After years of honing his skills as a teenager working at his brother-in-law’s pizzeria in Pennsylvania, Dominick Pulieri opened a tiny slice stand with his sister and brother-in-law, Joe and Mary Jean Paglianite, in Rehoboth Beach, Delaware, and Grotto Pizza (grottopizza.com) was born. The early days were challenging, as most locals weren’t familiar with the Italian staple—but, thankfully, an influx of D.C.-area tourists (plus constant sidewalk sampling) helped bring in business. “We had humble and primitive beginnings, with takeout only, no tables and a used oven,” recalls Pulieri. “We opened in June 1960, and business started picking up around the Fourth of July.” He made $99 on July 1 and broke $100 for the first time on July 2, his 18th birthday.
Joe and Mary Jean Paglianite, Dominick Pulieri’s brother-in-law and sister, helped open the pizzeria
At first, the pizzeria was seasonal, open only in summer; Pulieri, a biology major, taught school the rest of the year.
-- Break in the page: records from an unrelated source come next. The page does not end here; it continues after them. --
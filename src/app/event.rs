//! Terminal event abstraction.
//!
//! Wraps crossterm events into a simpler enum and runs a background task that
//! forwards them over a channel so the main loop stays non-blocking.  The
//! frame clock lives in the main loop; this task only relays input.

use std::time::Duration;

use crossterm::event::{self, Event as CtEvent, KeyEvent, MouseEvent};
use tokio::sync::mpsc;

/// High-level events consumed by the application.
#[derive(Debug)]
pub enum AppEvent {
    Key(KeyEvent),
    Mouse(MouseEvent),
    Resize(u16, u16),
    /// Terminal lost focus; in-flight transitions are interrupted.
    FocusLost,
    FocusGained,
}

/// Spawns a background task that polls the terminal for events and sends them
/// through the returned channel.  `poll_interval` bounds how long the task
/// takes to notice the receiver is gone.
pub fn spawn_event_reader(poll_interval: Duration) -> mpsc::UnboundedReceiver<AppEvent> {
    let (tx, rx) = mpsc::unbounded_channel();

    tokio::spawn(async move {
        while !tx.is_closed() {
            if !event::poll(poll_interval).unwrap_or(false) {
                continue;
            }
            let Ok(ev) = event::read() else {
                continue;
            };
            let app_event = match ev {
                CtEvent::Key(k) => AppEvent::Key(k),
                CtEvent::Mouse(m) => AppEvent::Mouse(m),
                CtEvent::Resize(w, h) => AppEvent::Resize(w, h),
                CtEvent::FocusLost => AppEvent::FocusLost,
                CtEvent::FocusGained => AppEvent::FocusGained,
                _ => continue,
            };
            if tx.send(app_event).is_err() {
                break; // receiver dropped
            }
        }
    });

    rx
}
//! Application glue: state, terminal events and input handling.

pub mod event;
pub mod handler;
pub mod state;
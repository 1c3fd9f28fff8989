//! A terminal video player with a scroll-shrinking inline player and a
//! spring-animated, rotated fullscreen view.
//!
//! Run the binary to launch the player.  Run with `--write-config` to write
//! the effective configuration to disk and exit.

mod app;
mod config;
mod core;
mod ui;

use std::fs::File;
use std::io::{self, stderr, Stderr};
use std::path::PathBuf;
use std::sync::Mutex;
use std::time::Duration;

use anyhow::{Context, Result};
use clap::Parser;
use crossterm::{
    event::{DisableFocusChange, DisableMouseCapture, EnableFocusChange, EnableMouseCapture},
    execute,
    terminal::{disable_raw_mode, enable_raw_mode, EnterAlternateScreen, LeaveAlternateScreen},
};
use ratatui::{
    backend::CrosstermBackend,
    layout::Rect,
    text::{Line, Span},
    widgets::Paragraph,
    Frame, Terminal,
};
use tokio::sync::mpsc;
use tokio::time::{Instant, MissedTickBehavior};

use crate::app::{
    event::{spawn_event_reader, AppEvent},
    handler,
    state::AppState,
};
use crate::config::AppConfig;
use crate::core::transition::TransitionReport;
use crate::ui::{layout::AppLayout, theme::Theme, video::StageView, video::TestCard};

// ───────────────────────────────────────── CLI ───────────────

#[derive(Parser, Debug)]
#[command(name = env!("CARGO_PKG_NAME"), about = "Terminal video player with a parallax inline view")]
struct Cli {
    /// Scale of the inline player once fully scrolled (0.1 - 1.0).
    #[arg(long)]
    min_scale: Option<f64>,

    /// Stream to open instead of the configured one.
    #[arg(long)]
    media_url: Option<String>,

    /// Write logs here instead of stderr.
    #[arg(long)]
    log_file: Option<PathBuf>,

    /// Save the effective configuration and exit.
    #[arg(long)]
    write_config: bool,
}

impl Cli {
    fn apply(&self, config: &mut AppConfig) {
        if let Some(min_scale) = self.min_scale {
            config.min_scale = min_scale.clamp(0.1, 1.0);
        }
        if let Some(url) = &self.media_url {
            config.media_url = url.clone();
        }
    }
}

fn init_logging(log_file: Option<&PathBuf>) -> Result<()> {
    let filter = tracing_subscriber::EnvFilter::from_default_env();
    match log_file {
        Some(path) => {
            let file = File::create(path).with_context(|| format!("creating log file {}", path.display()))?;
            tracing_subscriber::fmt()
                .with_env_filter(filter)
                .with_ansi(false)
                .with_writer(Mutex::new(file))
                .init();
        }
        None => {
            tracing_subscriber::fmt()
                .with_env_filter(filter)
                .with_writer(io::stderr) // never pollute stdout
                .init();
        }
    }
    Ok(())
}

// ───────────────────────────────────────── drawing ───────────

fn draw(frame: &mut Frame, state: &AppState) {
    let layout = AppLayout::from_area(frame.area());

    let title = Line::from(vec![
        Span::styled(" reelview ", Theme::title_style()),
        Span::raw(state.stage.surface.playback().media_url()),
        Span::styled(format!("  [{:?}]", state.transition_state()), Theme::state_style()),
    ]);
    frame.render_widget(Paragraph::new(title), layout.title_area);

    let picture = TestCard::frame(state.playback_clock);
    frame.render_widget(
        StageView::new(&state.stage, &state.grid, state.content_top(), &picture),
        layout.stage_area,
    );

    let status = match &state.status_message {
        Some(message) => Paragraph::new(message.as_str()).style(Theme::status_message_style()),
        None => Paragraph::new(state.config.status_bar_hint(state.fullscreen_visible()))
            .style(Theme::status_bar_style()),
    };
    frame.render_widget(status, layout.status_area);
}

// ───────────────────────────────────────── main ─────────────

#[tokio::main]
async fn main() -> Result<()> {
    let cli = Cli::parse();
    init_logging(cli.log_file.as_ref())?;

    let mut config = AppConfig::load();
    cli.apply(&mut config);

    if cli.write_config {
        let path = config.save()?;
        println!("{}", path.display());
        return Ok(());
    }

    // ── terminal setup ────────────────────────────────────────
    enable_raw_mode()?;
    let mut stderr_handle = stderr();
    execute!(
        stderr_handle,
        EnterAlternateScreen,
        EnableMouseCapture,
        EnableFocusChange
    )?;
    let backend = CrosstermBackend::new(stderr());
    let mut terminal = Terminal::new(backend)?;

    let result = run(&mut terminal, config).await;

    // ── teardown ──────────────────────────────────────────────
    disable_raw_mode()?;
    execute!(
        terminal.backend_mut(),
        LeaveAlternateScreen,
        DisableMouseCapture,
        DisableFocusChange
    )?;
    terminal.show_cursor()?;

    result
}

async fn run(terminal: &mut Terminal<CrosstermBackend<Stderr>>, config: AppConfig) -> Result<()> {
    let size = terminal.size()?;
    let (reports_tx, mut reports_rx) = mpsc::unbounded_channel::<TransitionReport>();
    let mut state = AppState::new(config, Rect::new(0, 0, size.width, size.height), reports_tx);
    tracing::info!(url = state.stage.surface.playback().media_url(), "playback opened");

    // ── async channels ────────────────────────────────────────
    let mut events = spawn_event_reader(Duration::from_millis(50));
    let mut frames = tokio::time::interval(state.config.frame_interval());
    frames.set_missed_tick_behavior(MissedTickBehavior::Skip);
    let mut last_frame = Instant::now();

    // ── event loop ────────────────────────────────────────────
    loop {
        terminal.draw(|frame| draw(frame, &state))?;

        tokio::select! {
            biased;

            Some(event) = events.recv() => {
                match event {
                    AppEvent::Key(k) => handler::handle_key(&mut state, k),
                    AppEvent::Mouse(m) => handler::handle_mouse(&mut state, m),
                    AppEvent::Resize(w, h) => state.relayout(Rect::new(0, 0, w, h)),
                    AppEvent::FocusLost => state.interrupt(),
                    AppEvent::FocusGained => {}
                }
            }

            Some(report) = reports_rx.recv() => state.on_report(report),

            now = frames.tick() => {
                state.tick(now - last_frame);
                last_frame = now;
            }
        }

        if state.should_quit {
            // Quitting mid-flight is an interruption like any other.
            state.interrupt();
            while let Ok(report) = reports_rx.try_recv() {
                state.on_report(report);
            }
            break;
        }
    }

    Ok(())
}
Still, expansion was inevitable: In 1963, a boardwalk location opened, and the original takeout stand moved closer to the boardwalk in 1967. Finally, in 1974, the restaurant became a year-round enterprise. “Another pizzeria had opened up in town, and I saw customers lined up around the block,” says Pulieri. Lesson learned: “If you don’t serve your market, someone else is going to,” he laughs.
Of course, growth necessitated minor tweaks, including switching to conveyor ovens (a must to keep up with high-volume demand) and establishing commissaries to maintain consistency. Today, with 20 outposts in Pennsylvania, Delaware and Maryland (plus another opening this spring), the pizzeria is a casual family restaurant with a full menu and sports bars at newer locations. As his operation continues to grow, Pulieri’s next goal is to further formalize training systems, because his focus on employees has proven key to his success. “I always talk about Team Grotto,” he notes. “All of the employees are important, right down to the dishwashers. I’ll often pull them aside and thank them; they’re unsung heroes. I have people who have stayed with me for 25, 30 years.”
Dominick Pulieri mixes dough in 1963.
Another component of his longevity, however, involves an incessant passion for the pizza business and his mantra of winning “one customer at a time,” he says, which over the years has built multiple generations of fans. “I cherish seeing what it was and what it is now,” says Pulieri. “We’re not done growing; we haven’t even scratched the surface. The journey has been long, but it’s far from over!”